51动漫

51动漫 Official Website

Pengajian Ramadan Bedah Konsep Barokah dalam Kepemimpinan

Wakil Rektor Bidang Akademik, Kemahasiswaan, dan Alumni UNAIR Prof Ir Mochammad Amin Alamsjah MSi PhD saat menyampaikan tausiahnya (Foto: Humas UNAIR)

UNAIR NEWS – Bulan suci Ramadan kembali menjadi momentum bagi civitas academica 51动漫 (UNAIR) untuk memperkuat spiritualitas sekaligus mempertajam wawasan kebangsaan. Melalui agenda Pengajian Ramadan Series 3 yang diselenggarakan di Aula Garuda Mukti, Kantor Manajemen Kampus MERR-C, pada Kamis (12/3/2026), membahas mengenai kaitan erat antara kepemimpinan, keberkahan, dan pembangunan kualitas manusia. 

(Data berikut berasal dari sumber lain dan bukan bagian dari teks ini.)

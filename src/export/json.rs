//! JSON rendering

use crate::core::error::Result;
use crate::core::types::TraversalResult;

/// Pretty JSON with two-space indentation and a trailing newline
pub fn render(result: &TraversalResult) -> Result<String> {
    let mut output = serde_json::to_string_pretty(result)?;
    output.push('\n');
    Ok(output)
}

#[cfg(test)]
mod tests {
    use super::*;
    use crate::core::types::FileRecord;
    use pretty_assertions::assert_eq;
    use serde_json::Value;

    #[test]
    fn test_json_shape() -> Result<()> {
        let result = TraversalResult::new(
            "root/\na.py\n".to_string(),
            vec![FileRecord::new("a.py", b"print(1)\n".to_vec())],
        );

        let output = render(&result)?;
        let value: Value = serde_json::from_str(&output)?;

        assert_eq!(value["tree"], "root/\na.py\n");
        assert_eq!(value["files"][0]["relative_path"], "a.py");
        assert_eq!(value["files"][0]["content"], "print(1)\n");
        assert!(output.starts_with("{\n  \"tree\""));
        assert!(output.ends_with("}\n"));

        Ok(())
    }

    #[test]
    fn test_empty_result_has_empty_file_list() -> Result<()> {
        let output = render(&TraversalResult::default())?;
        let value: Value = serde_json::from_str(&output)?;

        assert_eq!(value["files"], Value::Array(Vec::new()));

        Ok(())
    }

    #[test]
    fn test_invalid_utf8_is_replaced() -> Result<()> {
        let result = TraversalResult::new(
            String::new(),
            vec![FileRecord::new("blob.bin", vec![0x66, 0xff, 0x6f])],
        );

        let value: Value = serde_json::from_str(&render(&result)?)?;
        assert_eq!(value["files"][0]["content"], "f\u{fffd}o");

        Ok(())
    }
}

Dalam kesempatan tersebut, Wakil Rektor Bidang Akademik, Kemahasiswaan, dan Alumni UNAIR, Prof Ir Mochammad Amin Alamsjah MSi PhD mengajak audiens untuk melakukan refleksi historis terhadap kejayaan umat terdahulu. Menurutnya, keberhasilan peradaban besar di masa lalu setidaknya didorong oleh empat pilar utama. Yakni kepemimpinan yang bijak, ketaatan kolektif terhadap pemimpin, strategi yang matang, serta keyakinan yang teguh terhadap pertolongan Allah SWT.

Prof Amin menekankan bahwa setiap individu pada hakikatnya adalah seorang pemimpin atau khalifah. Yang kelak akan dimintai pertanggungjawaban di akhirat atas segala amanahnya. Dalam menjalankan fungsi kepemimpinan tersebut, konsep keberkahan (barokah) menjadi fondasi yang mutlak. Merujuk pada pemikiran Imam Nawawi, ia menguraikan makna barokah ke dalam beberapa dimensi krusial.

淜eberkahan bukan sekadar soal pencapaian materi, melainkan bertambahnya nilai kebaikan yang berkesinambungan dan kemampuan untuk mendorong ketaatan kepada Allah SWT. Pemimpin dalam Islam sejatinya adalah pelayan umat (khadimul ummah). Dan kualitas pemimpin terbaik adalah mereka yang memiliki rasa takut kepada Tuhannya, ujarnya.

Lebih jauh, Prof Amin menyoroti pentingnya peningkatan quality of human resources yang berlandaskan pada nilai-nilai Al-Qur’an. Menurutnya, SDM yang berkualitas tidak hanya cerdas secara intelektual, tetapi harus memiliki profil yang kuat. Yakni beriman, bertakwa, berakal, berilmu, dan berakhlak mulia. Urgensi kualitas SDM ini menjadi sangat krusial di tengah tantangan nyata Indonesia saat ini. Seperti paradox of plenty, ketimpangan sosial, hingga rendahnya partisipasi pendidikan tinggi.

Sebagai penutup, Prof Amin menitipkan pesan mendalam kepada para anak muda, khususnya mahasiswa UNAIR, untuk mengambil peran sebagai katalisator perubahan. Partisipasi aktif dalam isu-isu sosial dan kepedulian terhadap kemanusiaan harus ditanamkan sejak dini. Namun, ia mengingatkan bahwa perubahan besar hanya bisa terjadi jika dimulai dari perbaikan diri sendiri terlebih dahulu.

淪etiap tindakan kita, mulai dari hal terkecil hingga kebijakan yang besar, akan dimintai pertanggungjawabannya. Mari jadikan diri kita sebagai pribadi yang baik agar dapat membawa kebaikan bagi orang lain dan mendapat rahmat Allah SWT di dunia maupun akhirat, pungkasnya.